= Erick Gordon =

Director of the Student Press Initiative

Erick Gordon is the Founding Director of the Student Press Initiative (SPI) at Teachers College, Columbia University, a professional development program for teachers whose mission is to turn writing instruction into inquiry-driven projects that culminate in student publication.

==Biography==

===Education===
Gordon received his Ed.D. in English Education from Teachers College, Columbia University. His scholarly interests include the teaching of writing and composing processes, genre theory, as well as teacher preparation and the professional education of teachers.

=== Career ===
Dr. Erick Gordon is a writer, educator and social entrepreneur. He is founding director of Student Press Initiative at Teachers College, Columbia University and the former director of the New York City Writing Project. He comes from a background in small press publication that later led to classroom teaching, first in Northern California and then New York City. He was a full-time lecturer in the Teaching of English Master’s Program at Teachers College, where he also earned his doctorate in English Education.

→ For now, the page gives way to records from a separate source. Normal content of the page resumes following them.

//! GeoTrack Engine - Alerting and the tracking loop
//!
//! This crate wires the decoder, geofence evaluator and location store into
//! the background tracking loop, and provides the positioning-source,
//! notifier and upload adapters it runs against.

pub mod alert;
pub mod notify;
pub mod session;
pub mod source;
pub mod tracker;
pub mod upload;

#[cfg(test)]
mod testing;

pub use alert::{AlertManager, AlertState};
pub use notify::{build_notifier, LogNotifier, WebhookNotifier};
pub use session::{CycleReport, TrackerState, TrackingSession};
pub use source::open_source;
pub use tracker::{Tracker, TrackerConfig, TrackingLoop};
pub use upload::{build_uploader, HttpUploader};
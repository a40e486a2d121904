//! GeoTrack Geo - Distance and geofence evaluation
//!
//! Pure functions only: nothing in this crate performs I/O or keeps state.

pub mod geofence;
pub mod spatial;

pub use geofence::evaluate;
pub use spatial::{destination, distance_meters, EARTH_RADIUS_METERS};
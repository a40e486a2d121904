use async_trait::async_trait;
use geotrack_core::error::{GeotrackError, Result};
use geotrack_core::ports::PositionSource;
use std::path::PathBuf;

/// Lines handed out per read by default
pub const DEFAULT_LINES_PER_READ: usize = 2;

/// Replays a recorded NMEA log a few lines at a time
///
/// Once the log is exhausted every read is empty.
pub struct ReplaySource {
    path: PathBuf,
    lines: Vec<Vec<u8>>,
    cursor: usize,
    lines_per_read: usize,
}

impl ReplaySource {
    pub async fn open(path: PathBuf) -> Result<Self> {
        let content = tokio::fs::read(&path).await.map_err(|e| {
            GeotrackError::Source(format!("Failed to read replay log {}: {}", path.display(), e))
        })?;

        // Captures are kept byte for byte; the decoder copes with invalid UTF-8
        let lines = split_lines(&content);
        Ok(Self { path, lines, cursor: 0, lines_per_read: DEFAULT_LINES_PER_READ })
    }

    pub fn with_lines_per_read(mut self, lines: usize) -> Self {
        self.lines_per_read = lines.max(1);
        self
    }

    pub fn remaining(&self) -> usize {
        self.lines.len() - self.cursor
    }
}

fn split_lines(content: &[u8]) -> Vec<Vec<u8>> {
    let mut lines: Vec<Vec<u8>> = content
        .split(|&b| b == b'\n')
        .map(|line| line.strip_suffix(b"\r").unwrap_or(line).to_vec())
        .collect();
    if lines.last().is_some_and(|line| line.is_empty()) {
        lines.pop();
    }
    lines
}

#[async_trait]
impl PositionSource for ReplaySource {
    async fn read(&mut self) -> Result<Vec<u8>> {
        let end = (self.cursor + self.lines_per_read).min(self.lines.len());
        let mut out = Vec::new();

        for line in &self.lines[self.cursor..end] {
            out.extend_from_slice(line);
            out.extend_from_slice(b"\r\n");
        }

        self.cursor = end;
        Ok(out)
    }

    fn describe(&self) -> String {
        format!("replay {}", self.path.display())
    }
}
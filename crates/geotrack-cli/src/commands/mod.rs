//! Command implementations

mod alerts;
mod config;
mod history;
mod init;
mod resolve;
mod run;
mod status;

use crate::cli::{Cli, Commands};
use crate::output::OutputWriter;
use anyhow::Result;
use geotrack_core::config::CliConfigOverrides;
use std::path::PathBuf;

/// Options shared by every command
pub struct Globals {
    pub config_path: PathBuf,
    pub database: Option<PathBuf>,
}

impl Globals {
    fn overrides(&self) -> CliConfigOverrides {
        CliConfigOverrides { database: self.database.clone(), ..Default::default() }
    }
}

/// Execute a CLI command
pub async fn execute(cli: Cli) -> Result<()> {
    let output = OutputWriter::new(cli.json);
    let globals = Globals { config_path: cli.config, database: cli.database };

    match cli.command {
        Commands::Init(args) => init::execute(args, &globals, &output),
        Commands::Run(args) => run::execute(args, &globals, &output).await,
        Commands::Status => status::execute(&globals, &output).await,
        Commands::History(args) => history::execute(args, &globals, &output).await,
        Commands::Alerts(args) => alerts::execute(args, &globals, &output).await,
        Commands::Resolve(args) => resolve::execute(args, &globals, &output).await,
        Commands::Config => config::execute(&globals, &output),
    }
}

Prior to attending Teachers College for his master's degree in English Education, Gordon founded the prose and poetry serial "Underhouse," in San Francisco’s independent zine scene in the early 1990s. He continued building self-publishing efforts as a teacher at the New York City Lab School, where he built Bag of Bees Press as a way to further the writing efforts of his students. He is now teaching English at Credo High School in Rohnert Park, California.

Over the last 25 years, Gordon has worked on student press literacy projects and helped support thousands of young authors into print.

===Student Press Initiative===
With lessons gained from his work with the NYC Lab School about rhetorical purpose and the importance of the writer’s audience, Gordon founded the Student Press Initiative (SPI), in 2002. SPI is a non-profit, professional development organization that provides resources for teachers to take their students' work public. Some 10,000 students and 1,500 teachers have worked with SPI to publish over 450 books within the last seventeen years.

==Selected publications==

=== Books ===
- Gordon, E. (2016). Teaching the social entrepreneurs of tomorrow. In Bloom, M., Gullotta, T. P., & Greenberg, A. (Eds.), Social capital and community well-being: The serve here initiative. New York, NY: Springer.
- Ruth Vinz with Erick Gordon, et al. (2000). Becoming (Other)wise: Enhancing critical reading perspectives. Portland, Me: Calendar Island.

=== Articles ===
- (2015) Gordon, E., & Vinz, R. "Provocation in the company of others: Learning through improvisational spaces." Teachers College Record, 117(10), 222-237.
- (2007) Gordon, E., McKibbin, K., Vasudevan, L., & Vinz, R. "Writing Out of the Unexpected: Narrative Inquiry and The Weight of Small Moments." English Education. 39(4), 326-351.
- (2007). "Raising the bar for classroom publication: Building a student press initiative." English Journal.
- (2006). "Speaking writing: Publishing oral histories with incarcerated students." Teachers & Writers Magazine. 37(5).
- (2005). "A growing sense of audience: The power of curriculum-based publication." Teachers & Writers Magazine. 37(2).
- (2004). "Getting fired up!" English Journal. 96(3).94(1).